> [WORK TO BE COMPLETED] What lines in the entries below contain the word "with"? Copy all of them.

> [DATASET RECORDS]
# # # #

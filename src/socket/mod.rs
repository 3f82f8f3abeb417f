//! Socket lifecycle, transfer and completion.

mod base;
mod builder;
mod completion;
mod io;
mod options;
mod receive;
mod transfer;

use std::fmt;

pub use self::base::SocketBase;
pub use self::builder::{BufferConfig, SocketConfig, SocketOptions};
pub use self::completion::{Job, SendHandle, SendResult, Spawn, ThreadSpawner};
pub use self::transfer::{Blocking, Completion, Deferred, Payload, SendOptions, SendReport};

/// Byte a receiver answers with when acknowledgement is on.
pub const ACK: u8 = 0x06;

/// Joins the records of a multi-record payload on the wire.
pub const RECORD_SEPARATOR: u8 = 0x1E;

/// Listen backlog used when none is configured.
pub const DEFAULT_BACKLOG: i32 = 50;

/// Userspace receive chunk used when none is configured.
pub const DEFAULT_READ_CHUNK: usize = 1024;

/// Socket type passed to `socket()`.
#[derive(Debug, Clone, Copy, PartialEq, Eq, Hash, Default)]
pub enum Kind {
	/// Reliable, ordered byte stream.
	#[default]
	Stream,
	/// Packets with boundaries, no delivery guarantees.
	Datagram,
}

impl Kind {
	#[inline]
	pub fn raw(self) -> libc::c_int {
		match self {
			Kind::Stream => libc::SOCK_STREAM,
			Kind::Datagram => libc::SOCK_DGRAM,
		}
	}

	/// Parses `stream` or `datagram` (`dgram`).
	pub fn from_name(name: &str) -> Option<Self> {
		match name.trim().to_ascii_lowercase().as_str() {
			"stream" => Some(Kind::Stream),
			"datagram" | "dgram" => Some(Kind::Datagram),
			_ => None,
		}
	}
}

/*
  ┌──────────┬─────────────┬───────────────┐
  │   Kind   │  Constant   │ Value (Linux) │
  ├──────────┼─────────────┼───────────────┤
  │ Stream   │ SOCK_STREAM │ 1             │
  ├──────────┼─────────────┼───────────────┤
  │ Datagram │ SOCK_DGRAM  │ 2             │
  └──────────┴─────────────┴───────────────┘
*/

impl fmt::Display for Kind {
	fn fmt(&self, f: &mut fmt::Formatter<'_>) -> fmt::Result {
		f.write_str(match self {
			Kind::Stream => "stream",
			Kind::Datagram => "datagram",
		})
	}
}

/// Which direction(s) to shut down.
#[derive(Debug, Clone, Copy, PartialEq, Eq, Hash)]
pub enum Shutdown {
	/// No more receives.
	Read,
	/// No more sends. The peer reads EOF.
	Write,
	/// Both directions.
	Both,
}

impl Shutdown {
	#[inline]
	pub(crate) fn raw(self) -> libc::c_int {
		match self {
			Shutdown::Read => libc::SHUT_RD,
			Shutdown::Write => libc::SHUT_WR,
			Shutdown::Both => libc::SHUT_RDWR,
		}
	}
}

/// Lifecycle state of a [`SocketBase`].
///
/// ```text
/// Created ──bind──▶ Bound ──listen──▶ Listening ──accept──▶ (new socket, Connected)
///    │                │
///    └────connect─────┴──▶ Connected ──shutdown──▶ Shutdown(how)
///
/// any state ──close──▶ Closed
/// ```
#[derive(Debug, Clone, Copy, PartialEq, Eq, Hash)]
pub enum State {
	Created,
	Bound,
	Listening,
	Connected,
	Shutdown(Shutdown),
	Closed,
}

impl State {
	/// Sends are allowed while the write side is open.
	pub fn can_send(self) -> bool {
		matches!(self, State::Connected | State::Shutdown(Shutdown::Read))
	}

	/// Receives are allowed while the read side is open.
	pub fn can_receive(self) -> bool {
		matches!(self, State::Connected | State::Shutdown(Shutdown::Write))
	}
}

impl fmt::Display for State {
	fn fmt(&self, f: &mut fmt::Formatter<'_>) -> fmt::Result {
		match self {
			State::Created => f.write_str("created"),
			State::Bound => f.write_str("bound"),
			State::Listening => f.write_str("listening"),
			State::Connected => f.write_str("connected"),
			State::Shutdown(Shutdown::Read) => f.write_str("shut down for reading"),
			State::Shutdown(Shutdown::Write) => f.write_str("shut down for writing"),
			State::Shutdown(Shutdown::Both) => f.write_str("shut down"),
			State::Closed => f.write_str("closed"),
		}
	}
}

# # # #

> [SOLUTION FOR THIS TASK]
/// Byte a receiver answers with when acknowledgement is on.
	/// Packets with boundaries, no delivery guarantees.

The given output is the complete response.